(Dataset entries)
***

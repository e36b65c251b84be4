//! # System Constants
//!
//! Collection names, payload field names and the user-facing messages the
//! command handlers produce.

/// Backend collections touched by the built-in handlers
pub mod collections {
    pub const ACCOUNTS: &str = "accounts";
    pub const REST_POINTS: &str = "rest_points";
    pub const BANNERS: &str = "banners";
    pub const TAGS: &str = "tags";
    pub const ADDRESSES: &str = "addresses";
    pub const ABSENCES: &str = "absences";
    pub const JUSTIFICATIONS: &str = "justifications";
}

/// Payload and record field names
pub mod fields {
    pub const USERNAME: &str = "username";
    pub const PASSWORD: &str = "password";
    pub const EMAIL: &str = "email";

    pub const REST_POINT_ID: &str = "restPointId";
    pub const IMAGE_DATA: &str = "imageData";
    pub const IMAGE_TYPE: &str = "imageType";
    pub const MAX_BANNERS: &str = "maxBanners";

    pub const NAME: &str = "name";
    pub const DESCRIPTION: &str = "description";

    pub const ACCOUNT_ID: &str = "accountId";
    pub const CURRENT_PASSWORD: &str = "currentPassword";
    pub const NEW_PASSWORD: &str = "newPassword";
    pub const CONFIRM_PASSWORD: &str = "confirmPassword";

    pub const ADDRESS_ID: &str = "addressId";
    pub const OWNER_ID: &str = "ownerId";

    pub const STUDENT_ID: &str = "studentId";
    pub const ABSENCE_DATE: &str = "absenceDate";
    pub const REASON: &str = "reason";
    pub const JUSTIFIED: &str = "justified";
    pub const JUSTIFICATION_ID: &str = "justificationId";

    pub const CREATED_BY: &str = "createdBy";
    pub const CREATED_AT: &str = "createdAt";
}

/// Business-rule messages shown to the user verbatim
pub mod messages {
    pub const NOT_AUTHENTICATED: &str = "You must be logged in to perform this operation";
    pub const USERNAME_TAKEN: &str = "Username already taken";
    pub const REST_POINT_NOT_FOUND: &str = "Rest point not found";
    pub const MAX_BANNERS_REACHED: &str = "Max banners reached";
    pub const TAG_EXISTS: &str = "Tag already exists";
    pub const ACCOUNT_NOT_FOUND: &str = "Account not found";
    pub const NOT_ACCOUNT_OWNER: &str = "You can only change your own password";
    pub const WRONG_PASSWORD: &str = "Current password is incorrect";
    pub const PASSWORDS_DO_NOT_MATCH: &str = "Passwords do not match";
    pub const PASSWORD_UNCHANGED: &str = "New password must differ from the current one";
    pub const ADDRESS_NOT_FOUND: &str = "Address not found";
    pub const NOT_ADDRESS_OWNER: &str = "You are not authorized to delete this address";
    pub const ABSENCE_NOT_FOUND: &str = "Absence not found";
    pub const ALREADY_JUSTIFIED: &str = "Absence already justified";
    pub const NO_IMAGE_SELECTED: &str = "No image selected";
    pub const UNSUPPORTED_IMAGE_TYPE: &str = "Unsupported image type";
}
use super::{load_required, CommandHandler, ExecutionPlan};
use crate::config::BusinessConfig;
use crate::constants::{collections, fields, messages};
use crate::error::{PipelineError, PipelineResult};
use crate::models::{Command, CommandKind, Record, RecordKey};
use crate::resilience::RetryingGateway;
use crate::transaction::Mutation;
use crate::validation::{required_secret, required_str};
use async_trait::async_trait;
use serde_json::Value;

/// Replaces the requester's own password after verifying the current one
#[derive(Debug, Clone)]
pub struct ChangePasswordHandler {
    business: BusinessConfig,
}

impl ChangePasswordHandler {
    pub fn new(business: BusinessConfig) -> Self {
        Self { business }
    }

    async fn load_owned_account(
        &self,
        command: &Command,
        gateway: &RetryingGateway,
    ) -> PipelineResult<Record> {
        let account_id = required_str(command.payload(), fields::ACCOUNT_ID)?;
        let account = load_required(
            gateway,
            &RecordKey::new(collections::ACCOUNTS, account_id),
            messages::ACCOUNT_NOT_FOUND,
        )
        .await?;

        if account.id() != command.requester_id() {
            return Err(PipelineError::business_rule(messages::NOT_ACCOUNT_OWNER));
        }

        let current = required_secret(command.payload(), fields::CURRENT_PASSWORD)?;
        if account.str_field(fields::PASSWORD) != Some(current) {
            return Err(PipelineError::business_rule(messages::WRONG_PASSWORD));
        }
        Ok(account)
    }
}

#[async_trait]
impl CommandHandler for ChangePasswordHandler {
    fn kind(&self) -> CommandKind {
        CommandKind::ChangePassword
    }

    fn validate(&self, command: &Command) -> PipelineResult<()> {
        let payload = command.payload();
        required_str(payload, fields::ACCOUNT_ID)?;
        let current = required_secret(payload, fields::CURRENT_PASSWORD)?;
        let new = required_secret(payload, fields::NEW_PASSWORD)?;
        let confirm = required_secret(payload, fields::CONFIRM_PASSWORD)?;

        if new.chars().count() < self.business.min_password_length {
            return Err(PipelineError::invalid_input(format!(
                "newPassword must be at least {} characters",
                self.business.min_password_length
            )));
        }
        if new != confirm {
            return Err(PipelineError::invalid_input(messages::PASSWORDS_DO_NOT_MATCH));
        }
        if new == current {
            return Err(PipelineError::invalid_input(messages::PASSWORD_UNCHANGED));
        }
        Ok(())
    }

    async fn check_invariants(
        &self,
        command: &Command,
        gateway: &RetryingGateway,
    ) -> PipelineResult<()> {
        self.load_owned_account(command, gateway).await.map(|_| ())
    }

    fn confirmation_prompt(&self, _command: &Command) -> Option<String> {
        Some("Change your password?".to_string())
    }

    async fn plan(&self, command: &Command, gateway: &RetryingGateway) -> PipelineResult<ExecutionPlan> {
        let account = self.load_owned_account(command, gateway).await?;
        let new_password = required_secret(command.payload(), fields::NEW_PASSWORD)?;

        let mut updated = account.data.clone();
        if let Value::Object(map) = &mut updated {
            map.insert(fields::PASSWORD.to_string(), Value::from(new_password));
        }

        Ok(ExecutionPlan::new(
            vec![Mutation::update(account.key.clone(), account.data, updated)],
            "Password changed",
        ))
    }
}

***

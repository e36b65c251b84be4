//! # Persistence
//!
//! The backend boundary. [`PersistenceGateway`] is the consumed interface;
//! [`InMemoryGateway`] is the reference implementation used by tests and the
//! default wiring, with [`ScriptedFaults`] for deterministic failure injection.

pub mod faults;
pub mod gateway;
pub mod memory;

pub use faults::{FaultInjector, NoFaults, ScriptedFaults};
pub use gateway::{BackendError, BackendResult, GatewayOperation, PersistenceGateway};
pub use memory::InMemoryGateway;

***

> **Work order**: Scan the lines above for the word "PipelineResult", then copy each line that has it.

> **Output of the task**:
use crate::error::{PipelineError, PipelineResult};
    ) -> PipelineResult<Record> {
    fn validate(&self, command: &Command) -> PipelineResult<()> {
    ) -> PipelineResult<()> {
    async fn plan(&self, command: &Command, gateway: &RetryingGateway) -> PipelineResult<ExecutionPlan> {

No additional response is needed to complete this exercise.